ISTM-Kisangani : reprise des travaux de la commission sur les absences prolongées et les engagements, le professeur émérite Joseph Tshimpanga toujours à la tête de la commission.

Laurent Kangisa

À Institut supérieur des techniques médicales de Kisangani, les travaux de la commission chargée d’examiner les cas d’absences prolongées ainsi que la revisitation de certaines décisions d’engagement du personnel scientifique, administratif, technique et ouvrier ont officiellement repris ce mercredi 13 mai 2026, après près d’une semaine de suspension.

Cette reprise intervient dans un climat marqué par des tensions et des pressions visant certains membres de la commission. Malgré les menaces et injures dont il affirme avoir été victime de la part de personnes concernées par ce contrôle administratif, le président de la commission, Joseph Tshimpanga, assure poursuivre sa mission avec sérénité.

« Je ne me reproche rien et, comme les autorités académiques de cette institution ainsi que le recteur de l’Université de Kisangani m’ont assuré de leur protection, je dois poursuivre cette opération jusqu’au bout », a déclaré le professeur Joseph Tshimpanga.
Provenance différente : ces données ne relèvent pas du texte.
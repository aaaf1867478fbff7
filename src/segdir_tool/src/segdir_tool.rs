use log::info;
use segdir_lib::{read_file, write_file, SegDirectory, SegError, SegResult};
use segdir_mgr::{SegStoreConfig, SegStoreMgr};
use std::path::PathBuf;
use tokio::runtime::Runtime;

#[derive(Debug, Clone, PartialEq, Eq)]
pub enum ToolCommand {
    Clusters,
    CreateCluster {
        cluster: String,
    },
    RemoveCluster {
        cluster: String,
    },
    Dirs {
        cluster: String,
    },
    CreateDir {
        cluster: String,
        dir: String,
    },
    RemoveDir {
        cluster: String,
        dir: String,
    },
    Ls {
        cluster: String,
        dir: String,
    },
    Put {
        cluster: String,
        dir: String,
        file: PathBuf,
        name: String,
    },
    Get {
        cluster: String,
        dir: String,
        name: String,
        out: PathBuf,
    },
}

impl ToolCommand {
    pub fn parse(args: &[String]) -> Result<Self, String> {
        let (command, rest) = args
            .split_first()
            .ok_or_else(|| "missing command".to_string())?;
        let arg = |i: usize, what: &str| -> Result<String, String> {
            rest.get(i)
                .cloned()
                .ok_or_else(|| format!("{}: missing <{}>", command, what))
        };
        let max_args = |n: usize| -> Result<(), String> {
            if rest.len() > n {
                return Err(format!("{}: unexpected argument {}", command, rest[n]));
            }
            Ok(())
        };

        let parsed = match command.as_str() {
            "clusters" => {
                max_args(0)?;
                ToolCommand::Clusters
            }
            "create-cluster" => {
                max_args(1)?;
                ToolCommand::CreateCluster {
                    cluster: arg(0, "cluster")?,
                }
            }
            "remove-cluster" => {
                max_args(1)?;
                ToolCommand::RemoveCluster {
                    cluster: arg(0, "cluster")?,
                }
            }
            "dirs" => {
                max_args(1)?;
                ToolCommand::Dirs {
                    cluster: arg(0, "cluster")?,
                }
            }
            "create-dir" => {
                max_args(2)?;
                ToolCommand::CreateDir {
                    cluster: arg(0, "cluster")?,
                    dir: arg(1, "dir")?,
                }
            }
            "remove-dir" => {
                max_args(2)?;
                ToolCommand::RemoveDir {
                    cluster: arg(0, "cluster")?,
                    dir: arg(1, "dir")?,
                }
            }
            "ls" => {
                max_args(2)?;
                ToolCommand::Ls {
                    cluster: arg(0, "cluster")?,
                    dir: arg(1, "dir")?,
                }
            }
            "put" => {
                max_args(4)?;
                let file = PathBuf::from(arg(2, "local-file")?);
                let name = match rest.get(3) {
                    Some(name) => name.clone(),
                    None => file
                        .file_name()
                        .map(|n| n.to_string_lossy().to_string())
                        .ok_or_else(|| format!("put: cannot derive a name from {}", file.display()))?,
                };
                ToolCommand::Put {
                    cluster: arg(0, "cluster")?,
                    dir: arg(1, "dir")?,
                    file,
                    name,
                }
            }
            "get" => {
                max_args(4)?;
                ToolCommand::Get {
                    cluster: arg(0, "cluster")?,
                    dir: arg(1, "dir")?,
                    name: arg(2, "name")?,
                    out: PathBuf::from(arg(3, "out-file")?),
                }
            }
            other => return Err(format!("unknown command: {}", other)),
        };
        Ok(parsed)
    }
}

#[derive(Debug, Clone)]
pub struct ToolOptions {
    pub config_path: PathBuf,
    pub command: ToolCommand,
}

/// Runs one command and returns the lines to print.
pub async fn execute(mgr: &SegStoreMgr, command: &ToolCommand) -> SegResult<Vec<String>> {
    let lines = match command {
        ToolCommand::Clusters => mgr.list_clusters().await?,
        ToolCommand::CreateCluster { cluster } => {
            mgr.create_cluster(cluster).await?;
            vec![format!("cluster {} ready", cluster)]
        }
        ToolCommand::RemoveCluster { cluster } => {
            mgr.remove_cluster(cluster).await?;
            vec![format!("cluster {} removed", cluster)]
        }
        ToolCommand::Dirs { cluster } => mgr.list_directories(cluster).await?,
        ToolCommand::CreateDir { cluster, dir } => {
            mgr.create_directory(cluster, dir).await?;
            vec![format!("directory {}/{} ready", cluster, dir)]
        }
        ToolCommand::RemoveDir { cluster, dir } => {
            mgr.remove_directory(cluster, dir).await?;
            vec![format!("directory {}/{} removed", cluster, dir)]
        }
        ToolCommand::Ls { cluster, dir } => {
            let replicated = mgr.open_replicated(cluster, dir, false).await?;
            let mut lines = Vec::new();
            for name in replicated.list_all().await? {
                let length = replicated.remote().file_length(&name).await?;
                lines.push(format!("{}\t{}", name, length));
            }
            lines
        }
        ToolCommand::Put {
            cluster,
            dir,
            file,
            name,
        } => {
            let data = tokio::fs::read(file).await.map_err(|e| {
                SegError::IoError(format!("read {} failed: {}", file.display(), e))
            })?;
            let replicated = mgr.open_replicated(cluster, dir, true).await?;
            write_file(&replicated, name, &data).await?;
            replicated.sync(name).await?;
            info!("segdir_tool: put {} into {}/{}", name, cluster, dir);
            vec![format!("{}\t{}", name, data.len())]
        }
        ToolCommand::Get {
            cluster,
            dir,
            name,
            out,
        } => {
            let replicated = mgr.open_replicated(cluster, dir, false).await?;
            if !replicated.file_exists(name).await? {
                return Err(SegError::NotFound(format!(
                    "{} in {}/{}",
                    name, cluster, dir
                )));
            }
            let data = read_file(&replicated, name).await?;
            tokio::fs::write(out, &data).await.map_err(|e| {
                SegError::IoError(format!("write {} failed: {}", out.display(), e))
            })?;
            vec![format!("{}\t{}", name, data.len())]
        }
    };
    Ok(lines)
}

pub fn run_segdir_tool(options: ToolOptions) -> SegResult<()> {
    let runtime = Runtime::new().map_err(|e| SegError::Internal(e.to_string()))?;
    let lines = runtime.block_on(async {
        let config = SegStoreConfig::load_from_file(&options.config_path)?;
        let mgr = SegStoreMgr::from_config(config).await?;
        let result = execute(&mgr, &options.command).await;
        let closed = mgr.close().await;
        let lines = result?;
        closed?;
        Ok::<_, SegError>(lines)
    })?;
    for line in lines {
        println!("{}", line);
    }
    Ok(())
}
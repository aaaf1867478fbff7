use crate::namespace::{parent_path, validate_path, CoordNamespace, NodeEvent, NodeStat};
use async_trait::async_trait;
use log::{debug, info};
use segdir_lib::{SegError, SegResult};
use std::collections::{BTreeMap, HashSet};
use std::sync::{Arc, Mutex, MutexGuard};
use tokio::sync::broadcast;

struct MemNode {
    data: Vec<u8>,
    version: i32,
    czxid: i64,
    ephemeral_owner: Option<u64>,
    seq_counter: u64,
}

struct MemCoordState {
    nodes: BTreeMap<String, MemNode>,
    live_sessions: HashSet<u64>,
    next_session_id: u64,
    next_zxid: i64,
}

impl MemCoordState {
    fn children_of(&self, path: &str) -> Vec<String> {
        let prefix = if path == "/" {
            "/".to_string()
        } else {
            format!("{}/", path)
        };
        self.nodes
            .range(prefix.clone()..)
            .take_while(|(p, _)| p.starts_with(&prefix))
            .filter(|(p, _)| p.len() > prefix.len() && !p[prefix.len()..].contains('/'))
            .map(|(p, _)| p[prefix.len()..].to_string())
            .collect()
    }

    fn stat_of(&self, path: &str) -> Option<NodeStat> {
        self.nodes.get(path).map(|node| NodeStat {
            version: node.version,
            czxid: node.czxid,
            ephemeral_owner: node.ephemeral_owner,
            num_children: self.children_of(path).len(),
        })
    }

    fn check_session(&self, session_id: u64) -> SegResult<()> {
        if !self.live_sessions.contains(&session_id) {
            return Err(SegError::Unavailable(format!(
                "coord session {} expired",
                session_id
            )));
        }
        Ok(())
    }

    fn create_node(&mut self, path: &str, data: &[u8], owner: Option<u64>) -> SegResult<()> {
        validate_path(path)?;
        if self.nodes.contains_key(path) {
            return Err(SegError::AlreadyExists(path.to_string()));
        }
        let parent = parent_path(path)
            .ok_or_else(|| SegError::AlreadyExists(path.to_string()))?;
        match self.nodes.get(parent) {
            None => return Err(SegError::NotFound(format!("parent of {}", path))),
            Some(node) if node.ephemeral_owner.is_some() => {
                return Err(SegError::InvalidState(format!(
                    "ephemeral node {} cannot have children",
                    parent
                )))
            }
            Some(_) => {}
        }
        self.next_zxid += 1;
        self.nodes.insert(
            path.to_string(),
            MemNode {
                data: data.to_vec(),
                version: 0,
                czxid: self.next_zxid,
                ephemeral_owner: owner,
                seq_counter: 0,
            },
        );
        Ok(())
    }

    fn remove_session(&mut self, session_id: u64) -> Vec<String> {
        self.live_sessions.remove(&session_id);
        let owned: Vec<String> = self
            .nodes
            .iter()
            .filter(|(_, node)| node.ephemeral_owner == Some(session_id))
            .map(|(path, _)| path.clone())
            .collect();
        for path in owned.iter() {
            self.nodes.remove(path);
        }
        owned
    }
}

/// In-process coordination service. Each [`MemCoordSession`] it hands out
/// plays the role of one client process.
pub struct MemCoordService {
    state: Mutex<MemCoordState>,
    events: broadcast::Sender<NodeEvent>,
}

impl MemCoordService {
    pub fn new() -> Arc<Self> {
        let mut nodes = BTreeMap::new();
        nodes.insert(
            "/".to_string(),
            MemNode {
                data: Vec::new(),
                version: 0,
                czxid: 0,
                ephemeral_owner: None,
                seq_counter: 0,
            },
        );
        let (events, _) = broadcast::channel(256);
        Arc::new(Self {
            state: Mutex::new(MemCoordState {
                nodes,
                live_sessions: HashSet::new(),
                next_session_id: 1,
                next_zxid: 0,
            }),
            events,
        })
    }

    pub fn connect(self: &Arc<Self>) -> SegResult<MemCoordSession> {
        let session_id = {
            let mut state = self.lock_state()?;
            let session_id = state.next_session_id;
            state.next_session_id += 1;
            state.live_sessions.insert(session_id);
            session_id
        };
        debug!("MemCoordService: session {} connected", session_id);
        Ok(MemCoordSession {
            service: self.clone(),
            session_id,
        })
    }

    /// Ends a session as if its client stopped heartbeating.
    pub fn expire_session(&self, session_id: u64) -> SegResult<()> {
        let removed = {
            let mut state = self.lock_state()?;
            if !state.live_sessions.contains(&session_id) {
                return Ok(());
            }
            state.remove_session(session_id)
        };
        info!(
            "MemCoordService: session {} ended, removed {} ephemeral nodes",
            session_id,
            removed.len()
        );
        for path in removed {
            self.notify(NodeEvent::Deleted(path));
        }
        Ok(())
    }

    pub fn node_count(&self) -> usize {
        self.state
            .lock()
            .map(|state| state.nodes.len())
            .unwrap_or_default()
    }

    fn lock_state(&self) -> SegResult<MutexGuard<'_, MemCoordState>> {
        self.state
            .lock()
            .map_err(|e| SegError::Internal(format!("coord state lock poisoned: {}", e)))
    }

    fn notify(&self, event: NodeEvent) {
        // no receivers is fine
        let _ = self.events.send(event);
    }
}

pub struct MemCoordSession {
    service: Arc<MemCoordService>,
    session_id: u64,
}

impl MemCoordSession {
    pub fn service(&self) -> &Arc<MemCoordService> {
        &self.service
    }

    fn live_state(&self) -> SegResult<MutexGuard<'_, MemCoordState>> {
        let state = self.service.lock_state()?;
        state.check_session(self.session_id)?;
        Ok(state)
    }
}

#[async_trait]
impl CoordNamespace for MemCoordSession {
    fn session_id(&self) -> u64 {
        self.session_id
    }

    async fn create_persistent(&self, path: &str, data: &[u8]) -> SegResult<()> {
        self.live_state()?.create_node(path, data, None)?;
        self.service.notify(NodeEvent::Created(path.to_string()));
        Ok(())
    }

    async fn create_ephemeral(&self, path: &str, data: &[u8]) -> SegResult<()> {
        self.live_state()?
            .create_node(path, data, Some(self.session_id))?;
        self.service.notify(NodeEvent::Created(path.to_string()));
        Ok(())
    }

    async fn create_ephemeral_sequential(&self, prefix: &str, data: &[u8]) -> SegResult<String> {
        let path = {
            let mut state = self.live_state()?;
            let parent = parent_path(prefix)
                .ok_or_else(|| SegError::InvalidParam(format!("bad prefix {}", prefix)))?
                .to_string();
            let seq = match state.nodes.get_mut(&parent) {
                Some(node) => {
                    let seq = node.seq_counter;
                    node.seq_counter += 1;
                    seq
                }
                None => return Err(SegError::NotFound(format!("parent of {}", prefix))),
            };
            let path = format!("{}{:010}", prefix, seq);
            state.create_node(&path, data, Some(self.session_id))?;
            path
        };
        self.service.notify(NodeEvent::Created(path.clone()));
        Ok(path)
    }

    async fn delete(&self, path: &str, expected_version: Option<i32>) -> SegResult<()> {
        validate_path(path)?;
        {
            let mut state = self.live_state()?;
            let version = match state.nodes.get(path) {
                Some(node) => node.version,
                None => return Err(SegError::NotFound(path.to_string())),
            };
            if let Some(expected) = expected_version {
                if expected != version {
                    return Err(SegError::VersionConflict(format!(
                        "{} is at version {}, expected {}",
                        path, version, expected
                    )));
                }
            }
            if !state.children_of(path).is_empty() {
                return Err(SegError::NotEmpty(path.to_string()));
            }
            state.nodes.remove(path);
        }
        self.service.notify(NodeEvent::Deleted(path.to_string()));
        Ok(())
    }

    async fn exists(&self, path: &str) -> SegResult<bool> {
        validate_path(path)?;
        Ok(self.live_state()?.nodes.contains_key(path))
    }

    async fn stat(&self, path: &str) -> SegResult<Option<NodeStat>> {
        validate_path(path)?;
        Ok(self.live_state()?.stat_of(path))
    }

    async fn get_data(&self, path: &str) -> SegResult<Vec<u8>> {
        validate_path(path)?;
        self.live_state()?
            .nodes
            .get(path)
            .map(|node| node.data.clone())
            .ok_or_else(|| SegError::NotFound(path.to_string()))
    }

    async fn set_data(
        &self,
        path: &str,
        data: &[u8],
        expected_version: Option<i32>,
    ) -> SegResult<NodeStat> {
        validate_path(path)?;
        let stat = {
            let mut state = self.live_state()?;
            let node = state
                .nodes
                .get_mut(path)
                .ok_or_else(|| SegError::NotFound(path.to_string()))?;
            if let Some(expected) = expected_version {
                if expected != node.version {
                    return Err(SegError::VersionConflict(format!(
                        "{} is at version {}, expected {}",
                        path, node.version, expected
                    )));
                }
            }
            node.data = data.to_vec();
            node.version += 1;
            state
                .stat_of(path)
                .ok_or_else(|| SegError::Internal(format!("node {} vanished", path)))?
        };
        self.service
            .notify(NodeEvent::DataChanged(path.to_string()));
        Ok(stat)
    }

    async fn list_children(&self, path: &str) -> SegResult<Vec<String>> {
        validate_path(path)?;
        let state = self.live_state()?;
        if !state.nodes.contains_key(path) {
            return Err(SegError::NotFound(path.to_string()));
        }
        Ok(state.children_of(path))
    }

    fn subscribe(&self) -> Option<broadcast::Receiver<NodeEvent>> {
        Some(self.service.events.subscribe())
    }

    async fn close(&self) -> SegResult<()> {
        self.service.expire_session(self.session_id)
    }
}

impl Drop for MemCoordSession {
    fn drop(&mut self) {
        let _ = self.service.expire_session(self.session_id);
    }
}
Pour renforcer cette structure de contrôle, le directeur général de l’ISTM-Kisangani, le professeur Dr Salomon Batina a procédé à la nomination de deux nouveaux membres. Il s’agit du professeur Mosema Ambasu et du professeur Yenga Bombeku.

L’arrivée de ces deux universitaires est perçue comme un soutien important par le président de la commission. Selon lui, leur expertise contribuera à accélérer le traitement des dossiers et à alléger le volume du travail, alors que plusieurs pièces administratives restent à examiner.

La commission bénéficie désormais d’un délai supplémentaire de quinze jours pour finaliser ses investigations. Cette opération vise notamment à assainir la gestion du personnel au sein de l’établissement, dans un contexte national où les autorités de l’enseignement supérieur multiplient les appels à la rigueur administrative et à l’excellence académique.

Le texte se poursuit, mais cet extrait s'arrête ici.